Fraud awareness training can also be an effective tool in empowering frontline personnel to minimise inappropriate behaviour. However, it also sends the message to potential fraudsters that ‘detection’ is a priority and there are many eyes watching to minimise fraud opportunities.
Finally, invest the appropriate time and due diligence in performing a detailed fraud risk assessment surrounding the procurement process. In your business and industry today, what are the risks that pose the most significant threats?
The answer to this question is ever evolving and requires regular evaluation. Focusing the efforts of procurement personnel on the key controls to mitigate these fraud risks is critical. Making staff accountable for the performance of these controls is also fundamental in ensuring their effectiveness.
Conducting regular reviews of the compliance with the fraud prevention control program through audits is a good approach.
At a very practical level, one of the weaknesses common to many of the most basic (and easily preventable) schemes is control over a company’s vendor listing. Adding vendors or changing vendor information needs to be tightly controlled. When activity with a vendor is dormant for a set period of time, the vendor should be deleted from the approved vendor list. Other internal controls related to common procurement processes, approval and monitoring should be reviewed to ensure that they are appropriate and sufficient to minimise risk in this area.
Perpetrating these types of frauds often involves the ‘side stepping’ or overriding of controls that are designed to detect inappropriate spending. In these scenarios, it is important to be aware of the red flags that may raise suspicion before too much loss is suffered.
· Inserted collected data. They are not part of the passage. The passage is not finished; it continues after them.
//! Ordered-Map LRU Module
//!
//! Recency is the iteration order of a `LinkedHashMap`: the front is the
//! least recently used entry, and promoting a key moves it to the back.
//! Lookup, promotion and front removal are all constant time.

use std::borrow::Borrow;
use std::fmt;
use std::hash::Hash;

use hashlink::linked_hash_map::RawEntryMut;
use hashlink::LinkedHashMap;

use crate::cache::entry::CacheEntry;
use crate::cache::store::{CacheEngine, RecencyStore};

/// LRU cache backed by an insertion-ordered map.
pub type OrderedMapCache<K, V> = CacheEngine<K, V, OrderedStore<K, V>>;

// == Ordered Store ==
/// Insertion-ordered entry storage.
pub struct OrderedStore<K, V> {
    entries: LinkedHashMap<K, CacheEntry<V>>,
}

impl<K, V> RecencyStore<K, V> for OrderedStore<K, V>
where
    K: Hash + Eq + 'static,
    V: 'static,
{
    fn with_capacity(capacity: usize) -> Self {
        Self {
            entries: LinkedHashMap::with_capacity(capacity),
        }
    }

    fn len(&self) -> usize {
        self.entries.len()
    }

    fn get<Q>(&self, key: &Q) -> Option<&CacheEntry<V>>
    where
        K: Borrow<Q>,
        Q: Hash + Eq + ?Sized,
    {
        self.entries.get(key)
    }

    fn get_mut<Q>(&mut self, key: &Q) -> Option<(&K, &mut CacheEntry<V>)>
    where
        K: Borrow<Q>,
        Q: Hash + Eq + ?Sized,
    {
        match self.entries.raw_entry_mut().from_key(key) {
            RawEntryMut::Occupied(occupied) => {
                let (stored_key, entry) = occupied.into_key_value();
                Some((&*stored_key, entry))
            }
            RawEntryMut::Vacant(_) => None,
        }
    }

    fn push_mru(&mut self, key: K, entry: CacheEntry<V>) {
        self.entries.insert(key, entry);
    }

    // == Promote ==
    /// Relinks the key after every other entry.
    fn promote<Q>(&mut self, key: &Q)
    where
        K: Borrow<Q>,
        Q: Hash + Eq + ?Sized,
    {
        self.entries.to_back(key);
    }

    fn remove<Q>(&mut self, key: &Q) -> Option<(K, CacheEntry<V>)>
    where
        K: Borrow<Q>,
        Q: Hash + Eq + ?Sized,
    {
        self.entries.remove_entry(key)
    }

    fn pop_lru(&mut self) -> Option<(K, CacheEntry<V>)> {
        self.entries.pop_front()
    }

    fn drain(&mut self) -> Vec<(K, CacheEntry<V>)> {
        self.entries.drain().collect()
    }

    fn iter(&self) -> Box<dyn Iterator<Item = (&K, &CacheEntry<V>)> + '_> {
        Box::new(self.entries.iter())
    }
}

impl<K: Hash + Eq, V> fmt::Debug for OrderedStore<K, V> {
    fn fmt(&self, f: &mut fmt::Formatter<'_>) -> fmt::Result {
        f.debug_struct("OrderedStore")
            .field("len", &self.entries.len())
            .finish()
    }
}
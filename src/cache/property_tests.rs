//! Property-Based Tests for Cache Module
//!
//! Uses proptest to check the bounds, statistics and recency guarantees of
//! both implementations, and that the two behave identically.

use proptest::prelude::*;
use std::collections::HashSet;

use crate::cache::{
    create_with_clock, deserialize_with_clock, serialize, AnyCache, CacheKind, CacheOptions,
    EntryOptions, LruCache, ManualClock,
};

// == Test Configuration ==
const T0: u64 = 1_700_000_000_000;
const KINDS: [CacheKind; 2] = [CacheKind::OrderedMap, CacheKind::LinkedList];

// == Strategies ==
/// Small key space so that operations collide often
fn key_strategy() -> impl Strategy<Value = String> {
    "[a-h]{1,2}"
}

fn value_strategy() -> impl Strategy<Value = String> {
    "[a-zA-Z0-9 ]{1,32}"
}

#[derive(Debug, Clone)]
enum CacheOp {
    Set { key: String, value: String, ttl_ms: u64, sliding: bool },
    Get { key: String },
    Has { key: String },
    Delete { key: String },
    Advance { ms: u64 },
    Purge,
}

fn cache_op_strategy() -> impl Strategy<Value = CacheOp> {
    prop_oneof![
        4 => (key_strategy(), value_strategy(), prop_oneof![Just(0u64), 1u64..500], any::<bool>())
            .prop_map(|(key, value, ttl_ms, sliding)| CacheOp::Set { key, value, ttl_ms, sliding }),
        3 => key_strategy().prop_map(|key| CacheOp::Get { key }),
        1 => key_strategy().prop_map(|key| CacheOp::Has { key }),
        1 => key_strategy().prop_map(|key| CacheOp::Delete { key }),
        1 => (1u64..300).prop_map(|ms| CacheOp::Advance { ms }),
        1 => Just(CacheOp::Purge),
    ]
}

/// Weight is a function of the key so overwrites never change it.
fn weight_of(key: &str) -> u64 {
    key.bytes().map(u64::from).sum::<u64>() % 4 + 1
}

/// Rescales times so a deadline never lands exactly on the clock reading:
/// deadlines end in 5 ms, the clock only moves in steps of 10 ms.
fn off_grid(op: &CacheOp) -> CacheOp {
    match op {
        CacheOp::Set { key, value, ttl_ms, sliding } if *ttl_ms > 0 => CacheOp::Set {
            key: key.clone(),
            value: value.clone(),
            ttl_ms: ttl_ms * 10 + 5,
            sliding: *sliding,
        },
        CacheOp::Advance { ms } => CacheOp::Advance { ms: ms * 10 },
        other => other.clone(),
    }
}

fn build(kind: CacheKind, options: CacheOptions) -> (AnyCache<String, String>, ManualClock) {
    let clock = ManualClock::new(T0);
    (create_with_clock(kind, options, clock.clone()), clock)
}

/// Applies one operation, returning what a caller would observe.
fn apply(cache: &mut AnyCache<String, String>, clock: &ManualClock, op: &CacheOp) -> String {
    match op {
        CacheOp::Set { key, value, ttl_ms, sliding } => {
            let options = EntryOptions::new()
                .with_ttl_ms(*ttl_ms)
                .with_sliding_expiration(*sliding)
                .with_weight(weight_of(key));
            cache.set(key.clone(), value.clone(), options);
            String::new()
        }
        CacheOp::Get { key } => format!("{:?}", cache.get(key.as_str())),
        CacheOp::Has { key } => cache.has(key.as_str()).to_string(),
        CacheOp::Delete { key } => cache.delete(key.as_str()).to_string(),
        CacheOp::Advance { ms } => {
            clock.advance(*ms);
            String::new()
        }
        CacheOp::Purge => cache.purge_expired().to_string(),
    }
}

proptest! {
    #![proptest_config(ProptestConfig::with_cases(100))]

    // Both implementations must be observably identical for any operation sequence.
    #[test]
    fn prop_implementations_agree(ops in prop::collection::vec(cache_op_strategy(), 1..80)) {
        let options = CacheOptions::new(5).with_max_weight(9).with_purge_interval_ms(400);
        let (mut ordered, ordered_clock) = build(CacheKind::OrderedMap, options);
        let (mut linked, linked_clock) = build(CacheKind::LinkedList, options);

        for op in &ops {
            let left = apply(&mut ordered, &ordered_clock, op);
            let right = apply(&mut linked, &linked_clock, op);
            prop_assert_eq!(left, right, "Diverged on {:?}", op);
            prop_assert_eq!(ordered.entries(), linked.entries());
            prop_assert_eq!(ordered.total_weight(), linked.total_weight());
        }

        prop_assert_eq!(ordered.stats(), linked.stats());
    }

    // Count and weight ceilings hold after every operation.
    #[test]
    fn prop_capacity_and_weight_bounds(ops in prop::collection::vec(cache_op_strategy(), 1..120)) {
        for kind in KINDS {
            let (mut cache, clock) = build(kind, CacheOptions::new(4).with_max_weight(10));

            for op in &ops {
                apply(&mut cache, &clock, op);
                prop_assert!(cache.size() <= 4, "size {} over capacity", cache.size());
                prop_assert!(
                    cache.total_weight() <= 10,
                    "weight {} over ceiling",
                    cache.total_weight()
                );
                let summed: u64 = cache
                    .entries()
                    .iter()
                    .map(|(key, _)| weight_of(key))
                    .sum();
                prop_assert!(summed <= cache.total_weight());
            }
        }
    }

    // Hits and misses match what `get` returned.
    #[test]
    fn prop_statistics_accuracy(ops in prop::collection::vec(cache_op_strategy(), 1..60)) {
        for kind in KINDS {
            let (mut cache, clock) = build(kind, CacheOptions::new(6).with_max_weight(24));
            let mut expected_hits = 0u64;
            let mut expected_misses = 0u64;

            for op in &ops {
                let observed = apply(&mut cache, &clock, op);
                if let CacheOp::Get { .. } = op {
                    if observed == "None" {
                        expected_misses += 1;
                    } else {
                        expected_hits += 1;
                    }
                }
            }

            let stats = cache.stats();
            prop_assert_eq!(stats.hits, expected_hits);
            prop_assert_eq!(stats.misses, expected_misses);
            prop_assert_eq!(stats.total_entries, cache.size());
        }
    }

    // A snapshot restores the same live entries in the same order, across kinds.
    #[test]
    fn prop_snapshot_round_trip(ops in prop::collection::vec(cache_op_strategy(), 1..60)) {
        for source in KINDS {
            let (mut cache, clock) = build(source, CacheOptions::new(6).with_max_weight(24));
            for op in &ops {
                apply(&mut cache, &clock, &off_grid(op));
            }

            for target in KINDS {
                let tagged = serialize(&cache, target);
                let restored: AnyCache<String, String> =
                    deserialize_with_clock(&tagged, clock.clone());

                prop_assert_eq!(restored.kind(), target);
                prop_assert_eq!(restored.entries(), cache.entries());
                prop_assert_eq!(restored.capacity(), cache.capacity());
                prop_assert_eq!(restored.max_weight(), cache.max_weight());
            }
        }
    }

    // Filling to capacity and adding one more evicts exactly the first key.
    #[test]
    fn prop_lru_eviction_order(
        initial_keys in prop::collection::vec("[a-z]{1,8}", 2..10),
        new_key in "[A-Z]{1,8}",
    ) {
        let unique_keys: Vec<String> = {
            let mut seen = HashSet::new();
            initial_keys.into_iter().filter(|key| seen.insert(key.clone())).collect()
        };
        prop_assume!(unique_keys.len() >= 2);

        for kind in KINDS {
            let (mut cache, _) = build(kind, CacheOptions::new(unique_keys.len()));
            for key in &unique_keys {
                cache.set(key.clone(), format!("value_{}", key), EntryOptions::new());
            }

            cache.set(new_key.clone(), "new".to_string(), EntryOptions::new());

            prop_assert_eq!(cache.size(), unique_keys.len());
            prop_assert!(!cache.has(unique_keys[0].as_str()), "Oldest key should be evicted");
            prop_assert!(cache.has(new_key.as_str()));
            for key in unique_keys.iter().skip(1) {
                prop_assert!(cache.has(key.as_str()), "Key '{}' should survive", key);
            }
        }
    }

    // A key read just before the insertion is protected; the next oldest goes.
    #[test]
    fn prop_lru_access_tracking(
        initial_keys in prop::collection::vec("[a-z]{1,8}", 3..8),
        new_key in "[A-Z]{1,8}",
    ) {
        let unique_keys: Vec<String> = {
            let mut seen = HashSet::new();
            initial_keys.into_iter().filter(|key| seen.insert(key.clone())).collect()
        };
        prop_assume!(unique_keys.len() >= 3);

        for kind in KINDS {
            let (mut cache, _) = build(kind, CacheOptions::new(unique_keys.len()));
            for key in &unique_keys {
                cache.set(key.clone(), format!("value_{}", key), EntryOptions::new());
            }

            prop_assert!(cache.get(unique_keys[0].as_str()).is_some());
            cache.set(new_key.clone(), "new".to_string(), EntryOptions::new());

            prop_assert!(cache.has(unique_keys[0].as_str()), "Accessed key should survive");
            prop_assert!(!cache.has(unique_keys[1].as_str()), "Next oldest should be evicted");
        }
    }
}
In efforts to identify fraud earlier, an awareness of potential red flags and an establishment of reporting mechanisms to detect these indicators will be beneficial.
Many business information systems contain the facts that can point a finger at impropriety, if the right lens is applied to the data. Data analytics tools can be used to focus detection efforts.
Whether analysing spending trends, irregular transactions, or potential buyer and supplier relationship indicators, these tools have the capacity to filter large volumes of information.
Efforts to implement a continuous monitoring programme with these tools, or response to a suspected fraud are two avenues for leveraging the vast capabilities of data analytics.
The procurement cycle is fundamental to the profitability of an organisation, especially in times when top line growth is challenged. Increasing focus on this cost centre, controls and financial results can help avoid unnecessary cash flow leakage from fraud.
While the cost of obtaining this business intelligence may seem to outweigh the probability of losses from such a theft, consider for a moment the other repercussions of such a breach of trust: loss of public trust, legal fines or sanctions, or damaged share price.
This article represents the views of the author only, and does not necessarily represent the views or professional advice of KPMG in the UK.